Stored items:
+ + + +

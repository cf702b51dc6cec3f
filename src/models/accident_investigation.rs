use chrono::NaiveDate;
use mongodb::bson::{doc, oid::ObjectId};
use serde::{Deserialize, Serialize};

use super::{
    action_item::{ActionItem, ActionItemOwner, ActionItemRequest},
    incident_report::{IncidentReport, IncidentReportAction},
    require_text,
    user::Actor,
};
use crate::{
    database::{assign_reference, Attachable, Env, Record, RecordStore, Sequence, UnitOfWork},
    error::{Error, Result},
    workflow::{Lifecycle, Transition},
};

pub const COLLECTION: &str = "accident_investigations";

#[derive(Clone, Copy, Debug, PartialEq, Eq, Serialize, Deserialize)]
#[serde(rename_all = "snake_case")]
pub enum InvestigationInjury {
    Fatality,
    LostTime,
    MedicalTreatment,
    FirstAid,
    PropertyDamage,
    NearMiss,
}
#[derive(Clone, Copy, Debug, PartialEq, Eq, Serialize, Deserialize)]
#[serde(rename_all = "snake_case")]
pub enum UnsafeCondition {
    Guards,
    Defective,
    Congestion,
    Warning,
    Fire,
    Housekeeping,
    Noise,
    Radiation,
    Temperature,
    Ventilation,
    Lighting,
    Other,
}
#[derive(Clone, Copy, Debug, PartialEq, Eq, Serialize, Deserialize)]
#[serde(rename_all = "snake_case")]
pub enum UnsafeAct {
    Unauthorized,
    FailureWarn,
    FailureSecure,
    Speed,
    Disabling,
    Defective,
    Loading,
    Placing,
    Lifting,
    Position,
    Servicing,
    Horseplay,
    Ppe,
    Other,
}

#[derive(Clone, Copy, Debug, Default, PartialEq, Eq, Serialize, Deserialize)]
#[serde(rename_all = "snake_case")]
pub enum InvestigationStatus {
    #[default]
    Draft,
    InProgress,
    Review,
    Approved,
    Closed,
}
#[derive(Clone, Copy, Debug, PartialEq, Eq, Serialize, Deserialize)]
#[serde(rename_all = "snake_case")]
pub enum InvestigationAction {
    Start,
    SubmitReview,
    Approve,
    Close,
}

impl Lifecycle for InvestigationStatus {
    type Action = InvestigationAction;

    const TRANSITIONS: &'static [Transition<Self, Self::Action>] = &[
        Transition {
            action: InvestigationAction::Start,
            from: &[InvestigationStatus::Draft],
            to: InvestigationStatus::InProgress,
        },
        Transition {
            action: InvestigationAction::SubmitReview,
            from: &[InvestigationStatus::InProgress],
            to: InvestigationStatus::Review,
        },
        Transition {
            action: InvestigationAction::Approve,
            from: &[InvestigationStatus::Review],
            to: InvestigationStatus::Approved,
        },
        Transition {
            action: InvestigationAction::Close,
            from: &[
                InvestigationStatus::Draft,
                InvestigationStatus::InProgress,
                InvestigationStatus::Review,
                InvestigationStatus::Approved,
            ],
            to: InvestigationStatus::Closed,
        },
    ];
}

#[derive(Debug, Clone, Deserialize, Serialize)]
pub struct AccidentInvestigation {
    #[serde(skip_serializing_if = "Option::is_none")]
    pub _id: Option<ObjectId>,
    #[serde(default)]
    version: i64,
    reference: String,
    pub title: String,
    pub company_id: ObjectId,
    pub incident_id: ObjectId,
    pub investigation_date: NaiveDate,
    pub investigator_id: Vec<ObjectId>,
    pub injury: Vec<InvestigationInjury>,
    pub unsafe_condition: Vec<UnsafeCondition>,
    pub unsafe_condition_other: Option<String>,
    pub unsafe_act: Vec<UnsafeAct>,
    pub unsafe_act_other: Option<String>,
    pub root_cause: Option<String>,
    pub contributing_factors: Option<String>,
    pub immediate_causes: Option<String>,
    pub underlying_causes: Option<String>,
    pub basic_causes: Option<String>,
    pub physical_evidence: Option<String>,
    pub witness_statements: Option<String>,
    pub document_review: Option<String>,
    pub recommendations: Option<String>,
    pub preventive_measures: Option<String>,
    pub attachment_ids: Vec<ObjectId>,
    status: InvestigationStatus,
}
#[derive(Debug, Default, Deserialize, Serialize)]
pub struct AccidentInvestigationRequest {
    pub reference: Option<String>,
    pub title: Option<String>,
    pub incident_id: Option<ObjectId>,
    pub investigation_date: Option<NaiveDate>,
    #[serde(default)]
    pub investigator_id: Vec<ObjectId>,
    #[serde(default)]
    pub injury: Vec<InvestigationInjury>,
    #[serde(default)]
    pub unsafe_condition: Vec<UnsafeCondition>,
    pub unsafe_condition_other: Option<String>,
    #[serde(default)]
    pub unsafe_act: Vec<UnsafeAct>,
    pub unsafe_act_other: Option<String>,
    pub root_cause: Option<String>,
    pub contributing_factors: Option<String>,
    pub immediate_causes: Option<String>,
    pub underlying_causes: Option<String>,
    pub basic_causes: Option<String>,
    pub physical_evidence: Option<String>,
    pub witness_statements: Option<String>,
    pub document_review: Option<String>,
    pub recommendations: Option<String>,
    pub preventive_measures: Option<String>,
}

impl Record for AccidentInvestigation {
    const COLLECTION: &'static str = COLLECTION;
    const NAME: &'static str = "ACCIDENT_INVESTIGATION";
    const SEQUENCE: Option<Sequence> = Some(Sequence::new("accident.investigation", "INV"));

    fn id(&self) -> Option<ObjectId> {
        self._id
    }
    fn version_mut(&mut self) -> &mut i64 {
        &mut self.version
    }
    fn validate(&self) -> Result<()> {
        require_text(Some(self.title.as_str()), "An investigation needs a title.")
    }
}

impl Attachable for AccidentInvestigation {
    fn company_id(&self) -> ObjectId {
        self.company_id
    }
    fn attachment_ids_mut(&mut self) -> &mut Vec<ObjectId> {
        &mut self.attachment_ids
    }
}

+ + + +

What needs to be done: When you reply, retype each line exactly as it appears above.

Response:
repository cf702b51dc6cec3f
filename src/models/accident_investigation.rs
use chrono::NaiveDate;
use mongodb::bson::{doc, oid::ObjectId};
use serde::{Deserialize, Serialize};

use super::{
    action_item::{ActionItem, ActionItemOwner, ActionItemRequest},
    incident_report::{IncidentReport, IncidentReportAction},
    require_text,
    user::Actor,
};
use crate::{
    database::{assign_reference, Attachable, Env, Record, RecordStore, Sequence, UnitOfWork},
    error::{Error, Result},
    workflow::{Lifecycle, Transition},
};

pub const COLLECTION: &str = "accident_investigations";

#[derive(Clone, Copy, Debug, PartialEq, Eq, Serialize, Deserialize)]
#[serde(rename_all = "snake_case")]
pub enum InvestigationInjury {
    Fatality,
    LostTime,
    MedicalTreatment,
    FirstAid,
    PropertyDamage,
    NearMiss,
}
#[derive(Clone, Copy, Debug, PartialEq, Eq, Serialize, Deserialize)]
#[serde(rename_all = "snake_case")]
pub enum UnsafeCondition {
    Guards,
    Defective,
    Congestion,
    Warning,
    Fire,
    Housekeeping,
    Noise,
    Radiation,
    Temperature,
    Ventilation,
    Lighting,
    Other,
}
#[derive(Clone, Copy, Debug, PartialEq, Eq, Serialize, Deserialize)]
#[serde(rename_all = "snake_case")]
pub enum UnsafeAct {
    Unauthorized,
    FailureWarn,
    FailureSecure,
    Speed,
    Disabling,
    Defective,
    Loading,
    Placing,
    Lifting,
    Position,
    Servicing,
    Horseplay,
    Ppe,
    Other,
}

#[derive(Clone, Copy, Debug, Default, PartialEq, Eq, Serialize, Deserialize)]
#[serde(rename_all = "snake_case")]
pub enum InvestigationStatus {
    #[default]
    Draft,
    InProgress,
    Review,
    Approved,
    Closed,
}
#[derive(Clone, Copy, Debug, PartialEq, Eq, Serialize, Deserialize)]
#[serde(rename_all = "snake_case")]
pub enum InvestigationAction {
    Start,
    SubmitReview,
    Approve,
    Close,
}

impl Lifecycle for InvestigationStatus {
    type Action = InvestigationAction;

    const TRANSITIONS: &'static [Transition<Self, Self::Action>] = &[
        Transition {
            action: InvestigationAction::Start,
            from: &[InvestigationStatus::Draft],
            to: InvestigationStatus::InProgress,
        },
        Transition {
            action: InvestigationAction::SubmitReview,
            from: &[InvestigationStatus::InProgress],
            to: InvestigationStatus::Review,
        },
        Transition {
            action: InvestigationAction::Approve,
            from: &[InvestigationStatus::Review],
            to: InvestigationStatus::Approved,
        },
        Transition {
            action: InvestigationAction::Close,
            from: &[
                InvestigationStatus::Draft,
                InvestigationStatus::InProgress,
                InvestigationStatus::Review,
                InvestigationStatus::Approved,
            ],
            to: InvestigationStatus::Closed,
        },
    ];
}

#[derive(Debug, Clone, Deserialize, Serialize)]
pub struct AccidentInvestigation {
    #[serde(skip_serializing_if = "Option::is_none")]
    pub _id: Option<ObjectId>,
    #[serde(default)]
    version: i64,
    reference: String,
    pub title: String,
    pub company_id: ObjectId,
    pub incident_id: ObjectId,
    pub investigation_date: NaiveDate,
    pub investigator_id: Vec<ObjectId>,
    pub injury: Vec<InvestigationInjury>,
    pub unsafe_condition: Vec<UnsafeCondition>,
    pub unsafe_condition_other: Option<String>,
    pub unsafe_act: Vec<UnsafeAct>,
    pub unsafe_act_other: Option<String>,
    pub root_cause: Option<String>,
    pub contributing_factors: Option<String>,
    pub immediate_causes: Option<String>,
    pub underlying_causes: Option<String>,
    pub basic_causes: Option<String>,
    pub physical_evidence: Option<String>,
    pub witness_statements: Option<String>,
    pub document_review: Option<String>,
    pub recommendations: Option<String>,
    pub preventive_measures: Option<String>,
    pub attachment_ids: Vec<ObjectId>,
    status: InvestigationStatus,
}
#[derive(Debug, Default, Deserialize, Serialize)]
pub struct AccidentInvestigationRequest {
    pub reference: Option<String>,
    pub title: Option<String>,
    pub incident_id: Option<ObjectId>,
    pub investigation_date: Option<NaiveDate>,
    #[serde(default)]
    pub investigator_id: Vec<ObjectId>,
    #[serde(default)]
    pub injury: Vec<InvestigationInjury>,
    #[serde(default)]
    pub unsafe_condition: Vec<UnsafeCondition>,
    pub unsafe_condition_other: Option<String>,
    #[serde(default)]
    pub unsafe_act: Vec<UnsafeAct>,
    pub unsafe_act_other: Option<String>,
    pub root_cause: Option<String>,
    pub contributing_factors: Option<String>,
    pub immediate_causes: Option<String>,
    pub underlying_causes: Option<String>,
    pub basic_causes: Option<String>,
    pub physical_evidence: Option<String>,
    pub witness_statements: Option<String>,
    pub document_review: Option<String>,
    pub recommendations: Option<String>,
    pub preventive_measures: Option<String>,
}

impl Record for AccidentInvestigation {
    const COLLECTION: &'static str = COLLECTION;
    const NAME: &'static str = "ACCIDENT_INVESTIGATION";
    const SEQUENCE: Option<Sequence> = Some(Sequence::new("accident.investigation", "INV"));

    fn id(&self) -> Option<ObjectId> {
        self._id
    }
    fn version_mut(&mut self) -> &mut i64 {
        &mut self.version
    }
    fn validate(&self) -> Result<()> {
        require_text(Some(self.title.as_str()), "An investigation needs a title.")
    }
}

impl Attachable for AccidentInvestigation {
    fn company_id(&self) -> ObjectId {
        self.company_id
    }
    fn attachment_ids_mut(&mut self) -> &mut Vec<ObjectId> {
        &mut self.attachment_ids
    }
}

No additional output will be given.